(Beginning of Supplied records)
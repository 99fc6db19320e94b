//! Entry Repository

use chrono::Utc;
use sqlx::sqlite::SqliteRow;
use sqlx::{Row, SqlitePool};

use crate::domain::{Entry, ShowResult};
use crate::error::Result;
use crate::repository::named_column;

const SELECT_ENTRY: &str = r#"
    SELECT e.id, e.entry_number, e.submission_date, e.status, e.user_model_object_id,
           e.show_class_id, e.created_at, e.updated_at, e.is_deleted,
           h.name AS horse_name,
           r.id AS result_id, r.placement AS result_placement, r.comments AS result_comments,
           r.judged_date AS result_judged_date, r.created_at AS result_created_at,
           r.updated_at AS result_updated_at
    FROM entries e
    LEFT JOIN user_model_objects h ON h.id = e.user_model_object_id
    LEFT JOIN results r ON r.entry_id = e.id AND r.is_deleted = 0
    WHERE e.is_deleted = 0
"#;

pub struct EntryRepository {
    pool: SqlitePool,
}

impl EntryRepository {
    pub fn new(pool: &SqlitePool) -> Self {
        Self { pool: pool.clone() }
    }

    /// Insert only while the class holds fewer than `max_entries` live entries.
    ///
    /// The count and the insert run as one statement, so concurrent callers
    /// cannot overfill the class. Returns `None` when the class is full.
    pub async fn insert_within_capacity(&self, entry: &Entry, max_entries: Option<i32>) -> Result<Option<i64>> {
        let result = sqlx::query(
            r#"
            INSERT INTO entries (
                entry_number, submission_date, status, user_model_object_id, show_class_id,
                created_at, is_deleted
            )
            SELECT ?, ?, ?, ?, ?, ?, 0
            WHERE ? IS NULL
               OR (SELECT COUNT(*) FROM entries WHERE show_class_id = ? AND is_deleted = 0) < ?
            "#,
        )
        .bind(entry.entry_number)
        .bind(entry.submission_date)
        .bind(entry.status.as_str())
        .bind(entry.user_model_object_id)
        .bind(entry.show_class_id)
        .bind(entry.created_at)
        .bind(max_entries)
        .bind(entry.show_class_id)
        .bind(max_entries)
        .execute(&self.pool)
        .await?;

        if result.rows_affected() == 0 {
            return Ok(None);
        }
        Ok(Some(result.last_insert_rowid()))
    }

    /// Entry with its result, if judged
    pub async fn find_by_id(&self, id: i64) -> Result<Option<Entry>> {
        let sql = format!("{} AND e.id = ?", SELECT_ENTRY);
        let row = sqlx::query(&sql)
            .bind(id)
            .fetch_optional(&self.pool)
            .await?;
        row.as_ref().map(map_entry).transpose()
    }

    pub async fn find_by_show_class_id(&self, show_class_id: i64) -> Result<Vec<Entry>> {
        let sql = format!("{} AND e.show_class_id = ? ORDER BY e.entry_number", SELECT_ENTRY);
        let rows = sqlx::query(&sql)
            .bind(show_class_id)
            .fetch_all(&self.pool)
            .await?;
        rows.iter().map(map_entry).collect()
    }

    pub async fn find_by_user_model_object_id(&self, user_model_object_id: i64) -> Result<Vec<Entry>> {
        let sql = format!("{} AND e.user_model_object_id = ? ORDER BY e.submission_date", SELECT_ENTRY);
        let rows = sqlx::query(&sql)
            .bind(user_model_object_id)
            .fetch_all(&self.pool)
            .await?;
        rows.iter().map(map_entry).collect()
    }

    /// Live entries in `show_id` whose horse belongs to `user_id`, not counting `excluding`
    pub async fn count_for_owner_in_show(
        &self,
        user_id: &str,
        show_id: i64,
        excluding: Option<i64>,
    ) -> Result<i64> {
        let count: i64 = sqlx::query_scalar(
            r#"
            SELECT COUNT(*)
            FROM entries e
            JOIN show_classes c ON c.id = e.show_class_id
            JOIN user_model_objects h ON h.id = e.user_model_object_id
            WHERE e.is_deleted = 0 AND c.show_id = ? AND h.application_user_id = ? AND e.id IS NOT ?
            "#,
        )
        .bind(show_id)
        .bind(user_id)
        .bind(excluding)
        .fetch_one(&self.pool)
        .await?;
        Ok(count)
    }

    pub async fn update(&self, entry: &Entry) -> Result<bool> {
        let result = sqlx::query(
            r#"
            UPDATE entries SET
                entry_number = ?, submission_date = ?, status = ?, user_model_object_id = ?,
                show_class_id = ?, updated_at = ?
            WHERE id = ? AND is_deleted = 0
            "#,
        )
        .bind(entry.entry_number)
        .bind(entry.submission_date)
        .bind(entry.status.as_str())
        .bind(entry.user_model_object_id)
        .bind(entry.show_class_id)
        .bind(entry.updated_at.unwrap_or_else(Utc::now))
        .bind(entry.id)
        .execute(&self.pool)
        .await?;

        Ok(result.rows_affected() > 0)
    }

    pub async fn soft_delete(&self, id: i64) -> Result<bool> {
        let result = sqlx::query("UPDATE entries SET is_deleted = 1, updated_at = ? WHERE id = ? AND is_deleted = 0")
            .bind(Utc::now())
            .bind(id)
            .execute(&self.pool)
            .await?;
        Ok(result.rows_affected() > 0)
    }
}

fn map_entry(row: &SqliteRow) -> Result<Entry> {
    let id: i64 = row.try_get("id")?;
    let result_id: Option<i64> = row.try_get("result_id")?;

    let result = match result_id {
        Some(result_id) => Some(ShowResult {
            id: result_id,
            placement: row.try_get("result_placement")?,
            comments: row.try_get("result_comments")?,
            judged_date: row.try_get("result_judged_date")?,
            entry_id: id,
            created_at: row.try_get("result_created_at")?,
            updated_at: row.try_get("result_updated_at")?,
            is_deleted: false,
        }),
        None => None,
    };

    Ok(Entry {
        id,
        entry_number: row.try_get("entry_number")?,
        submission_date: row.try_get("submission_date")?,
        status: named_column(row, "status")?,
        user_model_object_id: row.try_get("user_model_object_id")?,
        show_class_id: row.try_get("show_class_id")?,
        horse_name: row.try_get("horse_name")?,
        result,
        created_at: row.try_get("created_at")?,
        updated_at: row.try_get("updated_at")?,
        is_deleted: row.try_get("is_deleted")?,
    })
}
(End of Supplied records)
(Beginning of Supplied records)
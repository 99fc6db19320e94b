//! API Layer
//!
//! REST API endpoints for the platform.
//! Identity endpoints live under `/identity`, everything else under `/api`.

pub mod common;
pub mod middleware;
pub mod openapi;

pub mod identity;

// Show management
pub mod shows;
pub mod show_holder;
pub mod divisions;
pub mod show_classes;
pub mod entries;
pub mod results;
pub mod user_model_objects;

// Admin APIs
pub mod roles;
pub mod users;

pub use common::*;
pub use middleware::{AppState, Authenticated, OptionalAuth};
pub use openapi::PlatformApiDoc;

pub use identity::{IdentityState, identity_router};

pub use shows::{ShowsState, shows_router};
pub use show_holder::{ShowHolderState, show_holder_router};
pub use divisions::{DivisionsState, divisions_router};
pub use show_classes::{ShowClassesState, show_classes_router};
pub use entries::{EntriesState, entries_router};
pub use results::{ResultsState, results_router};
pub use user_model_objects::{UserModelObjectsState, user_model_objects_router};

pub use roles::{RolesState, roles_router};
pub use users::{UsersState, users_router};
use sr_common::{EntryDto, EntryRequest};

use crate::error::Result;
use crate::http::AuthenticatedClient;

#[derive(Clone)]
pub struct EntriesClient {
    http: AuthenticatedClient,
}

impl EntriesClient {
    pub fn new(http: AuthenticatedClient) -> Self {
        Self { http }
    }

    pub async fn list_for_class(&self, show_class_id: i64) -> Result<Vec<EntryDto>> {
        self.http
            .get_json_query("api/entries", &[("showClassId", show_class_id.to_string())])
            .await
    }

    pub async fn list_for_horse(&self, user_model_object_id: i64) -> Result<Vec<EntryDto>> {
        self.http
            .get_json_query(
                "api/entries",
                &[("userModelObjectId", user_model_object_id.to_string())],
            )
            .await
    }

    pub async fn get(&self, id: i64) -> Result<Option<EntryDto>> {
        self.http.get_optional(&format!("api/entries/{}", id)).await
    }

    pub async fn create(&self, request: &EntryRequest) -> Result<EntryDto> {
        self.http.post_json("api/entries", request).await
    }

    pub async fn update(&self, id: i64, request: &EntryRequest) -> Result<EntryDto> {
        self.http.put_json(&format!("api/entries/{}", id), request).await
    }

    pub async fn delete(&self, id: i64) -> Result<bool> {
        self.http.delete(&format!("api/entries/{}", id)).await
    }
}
(End of Supplied records)
## [Task statement]
Every line containing the word "Some" should be copied from the material.

## [Completed task]
        Ok(Some(result.last_insert_rowid()))
        Some(result_id) => Some(ShowResult {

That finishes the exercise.